Research by planning consultants Turley’s shows that local councils are under-estimating how much land is needed for commercial uses in their rush to allocate sites for housing.

A study of 326 local authorities in England called The Land that Time Forgot shows that commercial development supply is being frustrated because councils base their planning decisions on out-of-date data.

Turley found that half were relying on data from the recession or earlier. The M4 corridor is the area worst affected with councils using research ranging from 6 to 8 years out of date.

The danger of this, say Turley, is that local authorities are taking decisions regarding employment land with little real idea of current and future need. Given the pressure many authorities are under to provide sites for new housing, this could lead to a shortage of land for new commercial use, against the backdrop of strong economic recovery and rapidly changing business premises needs.

David Smith, Turley’s Head of Business Space said: “It is vital that planning for offices, logistics and other commercial uses is not overlooked in the dash to build more homes.”

Senior figures in the logistics and warehousing world have spoken out about the risk that  the supply of sites for warehousing is being dangerously squeezed by political pressure to build houses. Both the British Property Federation and the UK Warehousing Association have expressed concern.

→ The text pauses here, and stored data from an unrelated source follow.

impl MultipleChoiceGrader {
    pub fn grade(&self, question: &Question, answer: &Answer) -> GradingOutcome {
        let points = question.max_points();
        let correct_option = question.options.iter().position(|option| option.is_correct);
        let corrected_answer = correct_option
            .map(|index| option_label(&question.options[index]))
            .or_else(|| question.model_answer().map(str::to_string))
            .unwrap_or_default();

        let letter = answer
            .selected_option_letter
            .as_deref()
            .map(str::trim)
            .filter(|letter| !letter.is_empty());
        let text = answer.text();

        if letter.is_none() && text.is_none() && answer.selected_option.is_none() {
            return GradingOutcome::no_answer(corrected_answer);
        }

        let selected_option = Self::resolve_selection(&question.options, letter, text, answer);

        let is_correct = match (selected_option, correct_option) {
            (Some(selected), Some(correct)) => selected == correct,
            _ => {
                let selected_option = selected_option.map(|index| &question.options[index]);
                let candidates = [
                    letter,
                    text,
                    selected_option.map(|option| option.letter.as_str()),
                    selected_option.map(|option| option.text.as_str()),
                ];
                question.model_answer().is_some_and(|model| {
                    candidates.iter().flatten().any(|candidate| same_text(candidate, model))
                })
            }
        };

        if is_correct {
            GradingOutcome::new(points, "Correct!", corrected_answer, GradingMethod::EnhancedGrading)
                .with_correct(true)
        } else {
            let feedback = if corrected_answer.is_empty() {
                "Incorrect.".to_string()
            } else {
                format!("Incorrect. The correct answer is {}.", corrected_answer)
            };
            GradingOutcome::new(0.0, feedback, corrected_answer, GradingMethod::EnhancedGrading)
                .with_correct(false)
        }
    }

    /// Letter match wins over text match, which wins over option identity.
    pub(crate) fn resolve_selection(
        options: &[QuestionOption],
        letter: Option<&str>,
        text: Option<&str>,
        answer: &Answer,
    ) -> Option<usize> {
        let by_letter = letter.and_then(|letter| {
            options
                .iter()
                .position(|option| option.letter.trim().eq_ignore_ascii_case(letter))
        });

        by_letter
            .or_else(|| {
                let wanted = text.or(letter)?;
                options.iter().position(|option| same_text(&option.text, wanted))
            })
            .or_else(|| {
                let id = answer.selected_option?;
                options.iter().position(|option| option.id == id)
            })
    }
}

/// Exact-or-similar grading for true/false and fill-in-the-blank questions.
#[derive(Debug, Clone)]
pub struct ShortAnswerGrader {
    config: GradingConfig,
    fallback: KeywordFallbackGrader,
}
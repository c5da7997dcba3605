#[cfg(test)]
mod concurrent_grading_tests {
    use crate::{
        config::GradingConfig,
        dispatcher::AnswerGrader,
        errors::GradingError,
        models::*,
        orchestrator::ChunkedGradingOrchestrator,
    };
    use async_trait::async_trait;
    use std::sync::atomic::{AtomicUsize, Ordering};
    use std::sync::{Arc, Mutex};
    use std::time::Duration;
    use tokio::time::Instant;
    use uuid::Uuid;

    /// Stub grader that records when each answer started and finished.
    struct TimedGrader {
        latency: Duration,
        in_flight: AtomicUsize,
        max_in_flight: AtomicUsize,
        events: Mutex<Vec<(usize, Instant, Instant)>>,
    }

    impl TimedGrader {
        fn new(latency: Duration) -> Arc<Self> {
            Arc::new(Self {
                latency,
                in_flight: AtomicUsize::new(0),
                max_in_flight: AtomicUsize::new(0),
                events: Mutex::new(Vec::new()),
            })
        }
    }

    #[async_trait]
    impl AnswerGrader for TimedGrader {
        async fn grade(&self, question: &Question, answer: &Answer) -> Result<GradingOutcome, GradingError> {
            let started = Instant::now();
            let now_running = self.in_flight.fetch_add(1, Ordering::SeqCst) + 1;
            self.max_in_flight.fetch_max(now_running, Ordering::SeqCst);

            if !self.latency.is_zero() {
                tokio::time::sleep(self.latency).await;
            }

            self.in_flight.fetch_sub(1, Ordering::SeqCst);
            // answer text carries its original index
            let index: usize = answer.text().unwrap_or("0").parse().unwrap_or(0);
            self.events.lock().unwrap().push((index, started, Instant::now()));

            Ok(GradingOutcome::new(
                question.max_points(),
                "stub",
                "",
                GradingMethod::EnhancedGrading,
            ))
        }
    }

    fn exam_with_answers(count: usize) -> (Exam, ExamAttempt) {
        let questions: Vec<Question> = (0..count)
            .map(|i| Question {
                id: Uuid::new_v4(),
                question_type: QuestionType::FillInBlank,
                question_text: format!("Question {}", i),
                points: Some(1.0),
                section: None,
                correct_answer: Some(i.to_string()),
                options: vec![],
            })
            .collect();
        let answers = questions
            .iter()
            .enumerate()
            .map(|(i, question)| Answer::new(question.id).with_text(i.to_string()))
            .collect();
        let exam = Exam {
            id: Uuid::new_v4(),
            title: "Concurrency".to_string(),
            questions,
        };
        let attempt = ExamAttempt::new(exam.id, answers);
        (exam, attempt)
    }

    #[tokio::test]
    async fn test_batches_are_separated_by_pause() {
        let grader = TimedGrader::new(Duration::ZERO);
        let orchestrator = ChunkedGradingOrchestrator::new(grader.clone(), &GradingConfig::default());
        let (exam, mut attempt) = exam_with_answers(4);

        let metrics = orchestrator.grade_attempt(&mut attempt, &exam).await;
        assert_eq!(metrics.processed_count, 4);

        let events = grader.events.lock().unwrap().clone();
        assert_eq!(events.len(), 4);

        let finished = |index: usize| events.iter().find(|(i, _, _)| *i == index).unwrap().2;
        let started = |index: usize| events.iter().find(|(i, _, _)| *i == index).unwrap().1;

        let first_batch_done = finished(0).max(finished(1));
        let second_batch_started = started(2).min(started(3));
        let second_batch_done = finished(2).max(finished(3));

        assert!(second_batch_started >= first_batch_done);
        assert!(
            second_batch_done.duration_since(first_batch_done) >= Duration::from_millis(50),
            "expected at least 50ms between batch completions"
        );
    }

    #[tokio::test(start_paused = true)]
    async fn test_concurrency_is_bounded_by_batch_size() {
        let grader = TimedGrader::new(Duration::from_millis(200));
        let orchestrator = ChunkedGradingOrchestrator::new(grader.clone(), &GradingConfig::default());
        let (exam, mut attempt) = exam_with_answers(5);

        let started = Instant::now();
        orchestrator.grade_attempt(&mut attempt, &exam).await;
        let elapsed = started.elapsed();

        assert_eq!(grader.max_in_flight.load(Ordering::SeqCst), 2);
        // three batches of 200ms plus two 50ms pauses
        assert!(elapsed >= Duration::from_millis(700), "elapsed {:?}", elapsed);
        // answers within a batch overlap instead of running back to back
        assert!(elapsed < Duration::from_millis(1000), "elapsed {:?}", elapsed);
    }

    #[tokio::test(start_paused = true)]
    async fn test_batch_order_is_preserved() {
        let grader = TimedGrader::new(Duration::from_millis(10));
        let orchestrator = ChunkedGradingOrchestrator::new(grader.clone(), &GradingConfig::default());
        let (exam, mut attempt) = exam_with_answers(6);

        orchestrator.grade_attempt(&mut attempt, &exam).await;

        let events = grader.events.lock().unwrap().clone();
        let batch_of = |index: usize| index / orchestrator.batch_size();
        for (a, a_start, a_end) in &events {
            for (b, b_start, _) in &events {
                if batch_of(*a) < batch_of(*b) {
                    assert!(a_end <= b_start, "answer {} must finish before answer {} starts", a, b);
                    assert!(a_start < b_start);
                }
            }
        }

        // results are written back to the answer they belong to
        for answer in &attempt.answers {
            assert_eq!(answer.score, Some(1.0));
            assert_eq!(answer.feedback.as_deref(), Some("stub"));
        }
    }

    #[tokio::test(start_paused = true)]
    async fn test_custom_batch_size() {
        let grader = TimedGrader::new(Duration::from_millis(100));
        let config = GradingConfig {
            batch_size: 3,
            batch_pause_ms: 0,
            ..GradingConfig::default()
        };
        let orchestrator = ChunkedGradingOrchestrator::new(grader.clone(), &config);
        let (exam, mut attempt) = exam_with_answers(6);

        let started = Instant::now();
        orchestrator.grade_attempt(&mut attempt, &exam).await;

        assert_eq!(grader.max_in_flight.load(Ordering::SeqCst), 3);
        assert!(started.elapsed() < Duration::from_millis(300));
    }
}
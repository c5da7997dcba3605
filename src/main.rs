use anyhow::{Context, Result, anyhow};
use serde::{Deserialize, Serialize};
use std::env;
use tracing::info;
use tracing_appender::non_blocking::WorkerGuard;
use tracing_subscriber::{EnvFilter, Layer, layer::SubscriberExt, util::SubscriberInitExt};

use exam_grading::{
    ChunkedGradingOrchestrator, Config, Exam, ExamAttempt, GradingMetrics, LLMService,
    LoggingConfig, log_system_event,
};

#[derive(Deserialize)]
struct GradingInput {
    exam: Exam,
    attempt: ExamAttempt,
}

#[derive(Serialize)]
struct GradingOutput {
    attempt: ExamAttempt,
    metrics: GradingMetrics,
}

#[tokio::main]
async fn main() -> Result<()> {
    // Load environment variables from .env file
    dotenvy::dotenv().ok();

    let config = Config::from_env()?;
    let _guard = setup_logging(&config.logging)?;
    config.validate()?;

    let input_path = env::args()
        .nth(1)
        .ok_or_else(|| anyhow!("usage: exam-grading <attempt.json>"))?;

    log_system_event!(startup, component = "cli", format!("grading {}", input_path));

    let raw = tokio::fs::read_to_string(&input_path)
        .await
        .with_context(|| format!("failed to read {}", input_path))?;
    let GradingInput { exam, mut attempt } =
        serde_json::from_str(&raw).with_context(|| format!("invalid grading input in {}", input_path))?;

    let llm_service = LLMService::from_config(&config.llm);
    info!(
        provider = llm_service.provider_name(),
        answers = attempt.answers.len(),
        "Initialized grading pipeline"
    );

    let orchestrator = ChunkedGradingOrchestrator::with_dispatcher(llm_service, &config.grading);
    let metrics = orchestrator.grade_attempt(&mut attempt, &exam).await;

    let output = GradingOutput { attempt, metrics };
    println!("{}", serde_json::to_string_pretty(&output)?);

    log_system_event!(shutdown, component = "cli", "grading finished");
    Ok(())
}

fn setup_logging(config: &LoggingConfig) -> Result<Option<WorkerGuard>> {
    use tracing_subscriber::fmt;

    let env_filter = EnvFilter::try_new(&config.level).unwrap_or_else(|_| EnvFilter::new("info"));

    // stdout carries the JSON result, so console logs go to stderr
    let console_layer = config.console_enabled.then(|| {
        fmt::layer()
            .with_target(true)
            .with_ansi(true)
            .with_writer(std::io::stderr)
            .boxed()
    });

    let (file_layer, guard) = if config.file_enabled {
        std::fs::create_dir_all(&config.log_directory)
            .with_context(|| format!("could not create log directory {}", config.log_directory))?;
        let file_appender = tracing_appender::rolling::daily(&config.log_directory, "exam-grading.log");
        let (non_blocking_file, guard) = tracing_appender::non_blocking(file_appender);
        let layer = fmt::layer()
            .with_target(true)
            .with_thread_ids(true)
            .with_file(true)
            .with_line_number(true)
            .with_ansi(false)
            .with_writer(non_blocking_file)
            .boxed();
        (Some(layer), Some(guard))
    } else {
        (None, None)
    };

    tracing_subscriber::registry()
        .with(env_filter)
        .with(console_layer)
        .with(file_layer)
        .init();

    Ok(guard)
}
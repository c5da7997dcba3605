pub mod config;
pub mod dispatcher;
pub mod errors;
pub mod keyword_grader;
pub mod llm_providers;
pub mod llm_service;
pub mod logging;
pub mod models;
pub mod orchestrator;
pub mod similarity;
pub mod type_graders;


pub use config::{Config, GradingConfig, LLMConfig, LoggingConfig};
pub use dispatcher::{AnswerGrader, GradingDispatcher};
pub use errors::GradingError;
pub use keyword_grader::KeywordFallbackGrader;
pub use llm_providers::{JsonResponseParser, LLMProvider, LLMProviderFactory, LLMProviderType, TextCompletion};
pub use llm_service::{AiGradingRequest, AiGradingResponse, LLMService};
pub use models::*;
pub use orchestrator::ChunkedGradingOrchestrator;
pub use similarity::SimilarityScorer;
pub use type_graders::{MultipleChoiceGrader, OpenEndedGrader, ShortAnswerGrader};
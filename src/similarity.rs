use std::collections::HashMap;

/// Lexical overlap between two strings.
///
/// Both inputs are split on whitespace and the shared tokens are counted as a
/// multiset intersection, so repeated words only match as often as they occur
/// on both sides. The count is divided by the longer token list, giving a value
/// in `[0, 1]` that is symmetric in its arguments. Two empty inputs score 0.
///
/// No case folding or punctuation handling happens here; callers normalize first.
pub struct SimilarityScorer;

impl SimilarityScorer {
    pub fn score(a: &str, b: &str) -> f64 {
        let tokens_a: Vec<&str> = a.split_whitespace().collect();
        let tokens_b: Vec<&str> = b.split_whitespace().collect();

        let longest = tokens_a.len().max(tokens_b.len());
        if longest == 0 {
            return 0.0;
        }

        let mut remaining: HashMap<&str, usize> = HashMap::new();
        for token in &tokens_b {
            *remaining.entry(*token).or_insert(0) += 1;
        }

        let mut shared = 0usize;
        for token in &tokens_a {
            if let Some(count) = remaining.get_mut(token) {
                if *count > 0 {
                    *count -= 1;
                    shared += 1;
                }
            }
        }

        shared as f64 / longest as f64
    }
}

Earlier this year Peter Ward, chief executive at the UKWA, told SHD: "It's all very well building houses, but the people in them have to be fed, and that requires logistics floorspace. As the industry voice we are making government aware of these issues and hoping for balanced development. There is no point in having residential development if the people who move into the houses can't be serviced, and our members effectively feed the nation."

Ward said the UKWA was lobbing ministers and local councils.